Neurologist Jennifer Williams McVige says some devices now on the market are proven to reduce pain for some migraine suffers without the use of drugs. Submitted photo

While advances in drug treatment have been all the rage in migraine treatment, there are some people who insist the conversation doesn’t end at medication.

Jennifer Williams McVige is a neurologist with Dent Neurologic Institute in Buffalo, N.Y., who specializes in adult headache, concussion, pediatric neurology and neuroimaging. “The most interesting and promising treatments in my opinion, have been the devices,” she says.

The devices in question, typically worn on the upper arm during a migraine, use “neuromodulation” to help decrease migraine pain.

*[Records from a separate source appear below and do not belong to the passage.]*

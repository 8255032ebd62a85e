use crate::scroll::ScrollGeometry;

#[derive(Debug, Clone, Copy, PartialEq, Eq)]
pub enum ScrollPin {
    /// New messages scroll the view to the bottom.
    PinnedToLatest,
    Floating,
}

impl ScrollPin {
    pub fn classify(geometry: &ScrollGeometry, bottom_tolerance: f64) -> Self {
        if geometry.is_at_bottom(bottom_tolerance) {
            Self::PinnedToLatest
        } else {
            Self::Floating
        }
    }
}

#[derive(Debug, Clone)]
pub struct FollowState {
    /// Derived from the last observed scroll position.
    pub pin: ScrollPin,
    /// Explicit opt-out of following. Scrolling back to the bottom does not
    /// clear it; only [`FollowState::reattach`] or a reset does.
    pub detached_by_user: bool,
}

impl Default for FollowState {
    fn default() -> Self {
        Self {
            pin: ScrollPin::PinnedToLatest,
            detached_by_user: false,
        }
    }
}

impl FollowState {
    pub fn reset(&mut self) {
        *self = Self::default();
    }

    /// Record the pin derived from a user scroll.
    pub fn observe(&mut self, pin: ScrollPin) {
        self.pin = pin;
    }

    pub fn detach(&mut self) {
        self.detached_by_user = true;
    }

    pub fn reattach(&mut self) {
        self.pin = ScrollPin::PinnedToLatest;
        self.detached_by_user = false;
    }

    pub fn is_pinned(&self) -> bool {
        self.pin == ScrollPin::PinnedToLatest && !self.detached_by_user
    }
}

#[cfg(test)]
mod tests {
    use super::*;

    #[test]
    fn follow_state_detach_and_reattach_roundtrip() {
        let mut state = FollowState::default();
        assert!(state.is_pinned());

        state.detach();
        state.observe(ScrollPin::PinnedToLatest);
        assert!(!state.is_pinned());

        state.reattach();
        assert!(state.is_pinned());

        state.detach();
        state.reset();
        assert!(state.is_pinned());
    }

    #[test]
    fn scroll_position_drives_pin_without_detaching() {
        let mut state = FollowState::default();

        state.observe(ScrollPin::Floating);
        assert!(!state.is_pinned());
        assert!(!state.detached_by_user);

        state.observe(ScrollPin::PinnedToLatest);
        assert!(state.is_pinned());
    }

    #[test]
    fn reattach_pins_even_when_floating() {
        let mut state = FollowState::default();
        state.observe(ScrollPin::Floating);
        state.detach();

        state.reattach();
        assert_eq!(state.pin, ScrollPin::PinnedToLatest);
        assert!(state.is_pinned());
    }

    #[test]
    fn classify_uses_bottom_tolerance() {
        let geometry = ScrollGeometry {
            scroll_top: 900.0,
            scroll_height: 1500.0,
            client_height: 500.0,
        };
        assert_eq!(ScrollPin::classify(&geometry, 50.0), ScrollPin::Floating);
        assert_eq!(ScrollPin::classify(&geometry, 100.0), ScrollPin::PinnedToLatest);
    }
}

“Depending on the type of device,” McVige says, “this may target a nerve or a sensory pathway. These treatments give patients an opportunity to treat their migraine without having to use pharmaceutical medications. This is especially welcomed for those individuals that have not tolerated medications due to side effect profiles, have difficulty taking oral medications, or have pre-existing medical conditions that make it challenging to treat with certain medications.”

The Nerivio, for example, is a device strapped to the upper arm for 45 minutes during the migraine. The device is smartphone controlled, and uses neuromodulation to alter pain sensations, ultimately decreasing the painful effects of the migraine, according to experts.